--- MATERIAL FOR THE TASK ---
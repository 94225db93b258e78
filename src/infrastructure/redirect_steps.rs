//! Built-in redirect pipeline steps.

use async_trait::async_trait;
use std::collections::HashSet;
use tracing::warn;
use url::Url;

use crate::domain::collaborators::{RedirectStep, RedirectUrlArgs, StepFlow};

/// Parses the original link as the initial redirect target.
///
/// Only absolute `http` and `https` URLs are accepted. Anything else aborts
/// the pipeline, leaving no result.
pub struct ParseTargetStep;

#[async_trait]
impl RedirectStep for ParseTargetStep {
    fn name(&self) -> &'static str {
        "parse_target"
    }

    async fn process(&self, args: &mut RedirectUrlArgs) -> StepFlow {
        match Url::parse(&args.original_link) {
            Ok(url) if matches!(url.scheme(), "http" | "https") => {
                args.redirect_to = Some(url);
                StepFlow::Continue
            }
            Ok(url) => {
                warn!("Tracked link has unsupported scheme '{}'", url.scheme());
                StepFlow::Abort
            }
            Err(e) => {
                warn!("Tracked link is not an absolute URL: {}", e);
                StepFlow::Abort
            }
        }
    }
}

/// Copies click query parameters with configured prefixes onto the target.
///
/// Parameters already present on the target are left untouched.
pub struct ForwardQueryStep {
    prefixes: Vec<String>,
}

impl ForwardQueryStep {
    pub fn new<I, S>(prefixes: I) -> Self
    where
        I: IntoIterator<Item = S>,
        S: Into<String>,
    {
        Self {
            prefixes: prefixes
                .into_iter()
                .map(Into::into)
                .filter(|p: &String| !p.is_empty())
                .collect(),
        }
    }

    fn forwards(&self, key: &str) -> bool {
        self.prefixes.iter().any(|p| key.starts_with(p.as_str()))
    }
}

#[async_trait]
impl RedirectStep for ForwardQueryStep {
    fn name(&self) -> &'static str {
        "forward_query"
    }

    async fn process(&self, args: &mut RedirectUrlArgs) -> StepFlow {
        let Some(target) = args.redirect_to.as_mut() else {
            return StepFlow::Continue;
        };

        let existing: HashSet<String> = target.query_pairs().map(|(k, _)| k.into_owned()).collect();

        let forwarded: Vec<(&str, &str)> = args
            .query
            .iter()
            .filter(|(k, _)| self.forwards(k) && !existing.contains(*k))
            .collect();

        if !forwarded.is_empty() {
            target.query_pairs_mut().extend_pairs(forwarded);
        }

        StepFlow::Continue
    }
}

#[cfg(test)]
mod tests {
    use super::*;
    use crate::domain::entities::{ClickEvent, EventData, QueryParams, TrackedMessage};
    use uuid::Uuid;

    fn args(link: &str, query: &str) -> RedirectUrlArgs {
        let message = TrackedMessage {
            message_id: Uuid::new_v4(),
            target_language: "en".to_string(),
            test_value_index: None,
            email_address_history_entry_id: None,
        };

        RedirectUrlArgs::new(
            EventData::new(None, ClickEvent::for_message(&message)),
            QueryParams::parse(Some(query)),
            link.to_string(),
            false,
        )
    }

    #[tokio::test]
    async fn test_parse_accepts_http_urls() {
        let mut args = args("https://example.com/page?a=1", "");

        assert_eq!(ParseTargetStep.process(&mut args).await, StepFlow::Continue);
        assert_eq!(
            args.redirect_to.unwrap().as_str(),
            "https://example.com/page?a=1"
        );
    }

    #[tokio::test]
    async fn test_parse_rejects_relative_and_other_schemes() {
        let mut relative = args("/page", "");
        assert_eq!(ParseTargetStep.process(&mut relative).await, StepFlow::Abort);
        assert!(relative.redirect_to.is_none());

        let mut script = args("javascript:alert(1)", "");
        assert_eq!(ParseTargetStep.process(&mut script).await, StepFlow::Abort);
        assert!(script.redirect_to.is_none());
    }

    #[tokio::test]
    async fn test_forward_appends_matching_params() {
        let step = ForwardQueryStep::new(["utm_"]);
        let mut args = args(
            "https://example.com/page?a=1",
            "ec_url=x&utm_source=mail&utm_medium=email&other=1",
        );
        args.redirect_to = Some(Url::parse("https://example.com/page?a=1").unwrap());

        assert_eq!(step.process(&mut args).await, StepFlow::Continue);
        assert_eq!(
            args.redirect_to.unwrap().as_str(),
            "https://example.com/page?a=1&utm_source=mail&utm_medium=email"
        );
    }

    #[tokio::test]
    async fn test_forward_keeps_existing_params() {
        let step = ForwardQueryStep::new(["utm_"]);
        let mut args = args("", "utm_source=mail");
        args.redirect_to = Some(Url::parse("https://example.com/?utm_source=site").unwrap());

        step.process(&mut args).await;

        assert_eq!(
            args.redirect_to.unwrap().as_str(),
            "https://example.com/?utm_source=site"
        );
    }

    #[tokio::test]
    async fn test_forward_without_target_is_noop() {
        let step = ForwardQueryStep::new(["utm_"]);
        let mut args = args("", "utm_source=mail");

        assert_eq!(step.process(&mut args).await, StepFlow::Continue);
        assert!(args.redirect_to.is_none());
    }

    #[tokio::test]
    async fn test_forward_without_matches_leaves_url_unchanged() {
        let step = ForwardQueryStep::new(["utm_"]);
        let mut args = args("", "other=1");
        args.redirect_to = Some(Url::parse("https://example.com/page").unwrap());

        step.process(&mut args).await;

        assert_eq!(args.redirect_to.unwrap().as_str(), "https://example.com/page");
    }
}
//! Open-event payload enrichment.

use crate::domain::collaborators::PayloadEnricher;
use crate::domain::entities::{EmailOpenMessage, RequestContext};

/// Copies selected request headers into the payload's custom values.
///
/// Headers absent from the request are skipped.
pub struct HeaderCaptureEnricher {
    headers: Vec<String>,
}

impl HeaderCaptureEnricher {
    pub fn new<I, S>(headers: I) -> Self
    where
        I: IntoIterator<Item = S>,
        S: AsRef<str>,
    {
        Self {
            headers: headers
                .into_iter()
                .map(|h| h.as_ref().trim().to_ascii_lowercase())
                .filter(|h| !h.is_empty())
                .collect(),
        }
    }
}

impl PayloadEnricher for HeaderCaptureEnricher {
    fn enrich(&self, payload: &mut EmailOpenMessage, request: &RequestContext) {
        for name in &self.headers {
            if let Some(value) = request.header(name) {
                payload
                    .custom_values
                    .insert(name.clone(), value.to_string());
            }
        }
    }
}
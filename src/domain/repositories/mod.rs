//! Repository trait definitions for the domain layer.
//!
//! These traits abstract the external stores the click flow talks to.
//! Concrete implementations live in `crate::infrastructure`.
//!
//! # Available Repositories
//!
//! - [`EmailEventStorage`] - Atomic, windowed open registration
//! - [`MessageRepository`] - Sent message lookups
//! - [`OpenEventRepository`] - Open-event persistence for the worker
//!
//! Mock implementations are generated via `mockall` for unit tests.

pub mod event_storage;
pub mod message_repository;
pub mod open_event_repository;

pub use event_storage::{EmailEventStorage, StoreError, open_registration_key};
pub use message_repository::MessageRepository;
pub use open_event_repository::OpenEventRepository;

#[cfg(test)]
pub use event_storage::MockEmailEventStorage;
#[cfg(test)]
pub use message_repository::MockMessageRepository;
#[cfg(test)]
pub use open_event_repository::MockOpenEventRepository;
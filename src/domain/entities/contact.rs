//! Recipient identity.

use serde::Serialize;
use std::fmt;

/// Default identifier source for contacts created by the email channel.
pub const DEFAULT_CONTACT_SOURCE: &str = "exm";

/// Opaque identifier of an email recipient.
///
/// Identifiers are scoped by a source (the system that issued them).
/// Used only as a lookup key; never mutated.
#[derive(Debug, Clone, PartialEq, Eq, Hash, Serialize)]
pub struct ContactIdentifier {
    pub source: String,
    pub identifier: String,
}

impl ContactIdentifier {
    /// Creates a new contact identifier.
    pub fn new(source: impl Into<String>, identifier: impl Into<String>) -> Self {
        Self {
            source: source.into(),
            identifier: identifier.into(),
        }
    }

    /// Parses the identity carried in a tracking link.
    ///
    /// Returns `None` for a missing or blank identifier (anonymous visitor).
    /// A missing or blank source falls back to [`DEFAULT_CONTACT_SOURCE`].
    pub fn from_link(identifier: Option<&str>, source: Option<&str>) -> Option<Self> {
        let identifier = identifier.map(str::trim).filter(|s| !s.is_empty())?;
        let source = source
            .map(str::trim)
            .filter(|s| !s.is_empty())
            .unwrap_or(DEFAULT_CONTACT_SOURCE);

        Some(Self::new(source, identifier))
    }

    /// Shortened form safe to write to logs.
    ///
    /// Keeps the source and the first four characters of the identifier.
    pub fn to_log_string(&self) -> String {
        let visible: String = self.identifier.chars().take(4).collect();
        format!("{}:{}***", self.source, visible)
    }
}

impl fmt::Display for ContactIdentifier {
    fn fmt(&self, f: &mut fmt::Formatter<'_>) -> fmt::Result {
        write!(f, "{}:{}", self.source, self.identifier)
    }
}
---
WHAT YOU NEED TO DO → What lines in the material mention "forwarded"? Copy every one of them.

ANSWER SPACE →
        let forwarded: Vec<(&str, &str)> = args
        if !forwarded.is_empty() {
            target.query_pairs_mut().extend_pairs(forwarded);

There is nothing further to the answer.